Pam’s question: “Please do a future issue on ‘if’ versus ‘whether.’  When asked to review documents, I often see my associates using ‘if’’ incorrectly. I would like to be able to give them a simple explanation.”

BizWritingTip response: There are several rules regarding “if” and “whether.” I have tried to simplify them as much as possible. The first rule is the easiest.

1.   If you are expressing a simple condition, use “if.” (This is a good example.)
If you can’t attend, please let us know.  (Contact us only if you can’t attend.)
If you are going to attend, do you want to carpool? (We won’t expect to carpool, if you are not going.)

2.   Use “whether” if there are two alternatives – even if the alternative is only implied.
Please let us know whether you can attend. (You should let us know your plans either way.)
Let’s discuss whether this is the right thing to do – or not.

3.   Use “whether” after the infinitive form of a verb. (These are the verbs beginning with “to.”)
I am trying to decide whether I should work overtime.
I need to know whether we can hire a part-time person for the summer.

4.   “Whether” and “if” are interchangeable if the answer would be yes or no.
Examples (correct)
She tried to remember whether she had replied to his email. (Yes, she did.)
She tried to remember if she had replied to his email. (Yes, she did.)

5.   “Whether” and “if” are interchangeable in whether/or or if/or constructions.
I would like to know if the figures are accurate or they are estimates.
I would like to know whether the figures are accurate or they are estimates.

Note: “Whether” is considered the more formal word. If you are writing a report or a formal letter and have the option of using “whether” or “if” (rules 4 and 5), I would use “whether.” If you are writing an email or an informal letter and have the option, then use “if.”

Word Choice – Safety Versus Security

Paulo’s question: “In the sense of protection from danger, are the words ‘security’ and ‘safety’ interchangeable?”

BizWritingTip response: People often confuse these words. Although the thought process is close, the words are not interchangeable. Safe comes from the Latin word salvus meaning “uninjured, healthy.” Secure comes from Latin securus, “free from care.”

“Security” refers to a condition used to ensure safety or protection from outside sources. It deals with external factors. “Safety” has more of an emotional context and relates to protection of self or property. It is internal.

Another way of looking at it is that safety involves feelings and security involves conditions.

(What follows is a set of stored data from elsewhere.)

use std::path::PathBuf;
use std::sync::OnceLock;

static DATA_DIR_OVERRIDE: OnceLock<PathBuf> = OnceLock::new();

const APP_DIR: &str = "cardforge";

pub struct PathManager;

impl PathManager {
    /// Set a custom data directory; only the first call takes effect
    pub fn set_data_dir(path: PathBuf) {
        let _ = DATA_DIR_OVERRIDE.set(path);
    }

    pub fn data_dir() -> Option<PathBuf> {
        if let Some(d) = DATA_DIR_OVERRIDE.get() {
            return Some(d.clone());
        }
        dirs::data_dir().map(|d| d.join(APP_DIR))
    }

    pub fn config_dir() -> Option<PathBuf> {
        // An overridden data dir holds everything
        if DATA_DIR_OVERRIDE.get().is_some() {
            return Self::data_dir();
        }
        dirs::config_dir().map(|d| d.join(APP_DIR))
    }

    pub fn db_path() -> Option<PathBuf> {
        Self::data_dir().map(|d| d.join("cardforge.db"))
    }

    pub fn logs_dir() -> Option<PathBuf> {
        Self::data_dir().map(|d| d.join("logs"))
    }

    pub fn log_file_path() -> Option<PathBuf> {
        Self::logs_dir().map(|d| d.join("cardforge.log"))
    }

    pub fn settings_path() -> Option<PathBuf> {
        Self::config_dir().map(|d| d.join("settings.toml"))
    }

    pub fn ensure_dirs_exist() -> std::io::Result<()> {
        for dir in [Self::data_dir(), Self::config_dir(), Self::logs_dir()]
            .into_iter()
            .flatten()
        {
            std::fs::create_dir_all(&dir)?;
        }
        Ok(())
    }
}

Security measures must be in place to protect your possessions. (to protect from thieves)
We have installed additional lighting in the parking lot for employee safety. (physical protection)
We are concerned about the safety of the staff. (physical protection)
We are concerned about the security of the event. (protection from outside threats or danger)
The streets are safe because of the security measures we have instigated. (measures taken to  protect from outside sources)

Grammar Tip – Hyphens with Adjectives

Todd’s question: “Would you hyphenate ‘cost effective’ in the following sentence? ‘He has designed cost effective training and consulting programs.’”

BizWritingTip response: Words change according to their use in sentences. Normally, you would consider the word “cost” as a noun or as a verb.

In the sentence provided, “cost” is now serving as an adjective – along with the word “effective” – to describe the type of “training.” I would, therefore, place a hyphen between “cost” and “effective” turning them into one word. After all, it is not “cost training” nor “effective training.” It is “cost-effective training.”

Correct: He has designed cost-effective training and consulting programs.